Theistic religion is wrong. It's very easy to demonstrate. Deistic religion, knock yourself out being agnostic about that. Although, I'll never understand why the God hypothesis is supposed to be compelling when it has so many logic problems.
Wait. If you already know that science will discover the truth, how is it currently unknowable whether science or religion are needed to discover the truth?
Drives me crazy how the unbeliever gets the damned scolding lecture. Muthafuckas, you KNOW your shit's hard to believe, your own damned Bible tells you to expect to be laughed at, and disbelieved. And what's all the faith for?? But still, I get this "ohhhh, how can this beee? How can there be atheists in this wooorrld? ", jive. If God belief were the default reasonable logical conclusion, what the fuck is all the "I struggled with my faith", and "my faith is restored", and "my faith wavered", stuff almost all of you go through? Kinda meaningless if it's so damned self-evident. Way to spit on the struggles of all your fellow travelers. "Ohhh, you're such a meanie, Dickyoo! ". It's the fucking Red Room.
There is no question that I exist. On a very basic level there is a human being behind these words. If I recall, your assertion that your have experienced God relates to this idea that he someone beamed messages to your consciousness. I put it to you that it's a much harder thing to define and that, becxause of what we know of medicine, it would easily just be a gut feeling or hallucination. In other words, there is a significant area of doubt that will inevitably raise questions over what you experienced. You don't seem to want to ask these questions.
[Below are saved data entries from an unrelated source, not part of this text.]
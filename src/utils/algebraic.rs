//! Long-algebraic coordinate conversions.
//!
//! Converts between human-readable coordinates (e.g., `e4`, `e7e8q`) and the
//! internal square/move representations reused by the FEN and UCI components.
//! Castling uses the king's final square on both sides of the conversion, so
//! `e1g1` maps directly onto the internal castle move.

use crate::board::position::Position;
use crate::board::types::{file_of, rank_of, square_at, Move, PieceKind, Square};
use crate::errors::ChessError;
use crate::movegen::generator::generate_legal_moves;

/// Convert long algebraic notation (for example: "e4") to a padded-board
/// square index.
#[inline]
pub fn algebraic_to_square(square: &str) -> Result<Square, ChessError> {
    let bytes = square.as_bytes();
    if bytes.len() != 2 {
        return Err(ChessError::InvalidSquare(square.to_owned()));
    }

    let file = bytes[0];
    let rank = bytes[1];

    if !(b'a'..=b'h').contains(&file) || !(b'1'..=b'8').contains(&rank) {
        return Err(ChessError::InvalidSquare(square.to_owned()));
    }

    Ok(square_at(file - b'a', rank - b'1'))
}

/// Convert a playable padded-board square index to long algebraic notation.
#[inline]
pub fn square_to_algebraic(square: Square) -> String {
    let file_char = char::from(b'a' + file_of(square));
    let rank_char = char::from(b'1' + rank_of(square));
    format!("{file_char}{rank_char}")
}

/// Render a move as a 4- or 5-character long-algebraic string.
pub fn move_to_algebraic(mv: Move) -> String {
    let mut out = String::with_capacity(5);
    out.push_str(&square_to_algebraic(mv.from));
    out.push_str(&square_to_algebraic(mv.to));
    if let Some(promo) = mv.promotion {
        out.push(promotion_char(promo));
    }
    out
}

/// Parse a long-algebraic string against the legal moves of `position`.
///
/// Malformed strings and strings naming no legal move are rejected without
/// touching the position.
pub fn algebraic_to_move(lan: &str, position: &Position) -> Result<Move, ChessError> {
    let bytes = lan.as_bytes();
    if !lan.is_ascii() || (bytes.len() != 4 && bytes.len() != 5) {
        return Err(ChessError::InvalidMoveString(lan.to_owned()));
    }

    let from = algebraic_to_square(&lan[0..2])?;
    let to = algebraic_to_square(&lan[2..4])?;
    let promotion = match bytes.get(4).copied() {
        None => None,
        Some(b'q') => Some(PieceKind::Queen),
        Some(b'r') => Some(PieceKind::Rook),
        Some(b'b') => Some(PieceKind::Bishop),
        Some(b'n') => Some(PieceKind::Knight),
        Some(_) => return Err(ChessError::InvalidMoveString(lan.to_owned())),
    };

    generate_legal_moves(position)
        .into_iter()
        .find(|m| m.from == from && m.to == to && m.promotion == promotion)
        .ok_or_else(|| ChessError::IllegalMove(lan.to_owned()))
}

#[inline]
fn promotion_char(kind: PieceKind) -> char {
    match kind {
        PieceKind::Queen => 'q',
        PieceKind::Rook => 'r',
        PieceKind::Bishop => 'b',
        PieceKind::Knight => 'n',
        // Generation never emits other promotion kinds.
        _ => 'q',
    }
}

#[cfg(test)]
mod tests {
    use super::*;
    use crate::board::types::{A1, E1, G1, H8};

    #[test]
    fn round_trip_square_conversions() {
        assert_eq!(algebraic_to_square("a1").expect("a1 should parse"), A1);
        assert_eq!(algebraic_to_square("h8").expect("h8 should parse"), H8);
        assert_eq!(square_to_algebraic(A1), "a1");
        assert_eq!(square_to_algebraic(H8), "h8");
    }

    #[test]
    fn malformed_squares_are_rejected() {
        for bad in ["", "e", "e9", "i4", "e44"] {
            assert!(algebraic_to_square(bad).is_err(), "{bad} should not parse");
        }
    }

    #[test]
    fn moves_parse_against_the_position() {
        let position = Position::startpos();
        let mv = algebraic_to_move("e2e4", &position).expect("e2e4 should parse");
        assert_eq!(move_to_algebraic(mv), "e2e4");

        assert!(algebraic_to_move("e2e5", &position).is_err());
        assert!(algebraic_to_move("e2", &position).is_err());
        assert!(algebraic_to_move("e2e4x", &position).is_err());
    }

    #[test]
    fn castling_and_promotion_strings_round_trip() {
        let castle =
            crate::utils::fen::parse_fen("r3k2r/8/8/8/8/8/8/R3K2R w KQkq - 0 1").expect("parses");
        let mv = algebraic_to_move("e1g1", &castle).expect("castle should parse");
        assert_eq!(mv.from, E1);
        assert_eq!(mv.to, G1);
        assert_eq!(move_to_algebraic(mv), "e1g1");

        let promo =
            crate::utils::fen::parse_fen("8/P6k/8/8/8/8/8/K7 w - - 0 1").expect("parses");
        let mv = algebraic_to_move("a7a8n", &promo).expect("promotion should parse");
        assert_eq!(mv.promotion, Some(PieceKind::Knight));
        assert_eq!(move_to_algebraic(mv), "a7a8n");
    }
}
Simply not comparable. Iran is a physical country, Iranians are physical people. I have been there and have been immersed in it's culture for years through relationships and friendships. Therefore I can bring that to the table as support for what I have learned, just as it is likely that you are better versed on places like Madagascar than me. That gives rises to a much more credible argument than simply "I had an experience/hallucination/episode and I know it was God". How did you know it was God? Like I said above, your experiences could be any number of things and your comparator of real life, physically existing things just isn't right. So why aren't you prepared to ask questions over the times God is meant to have spoken to you?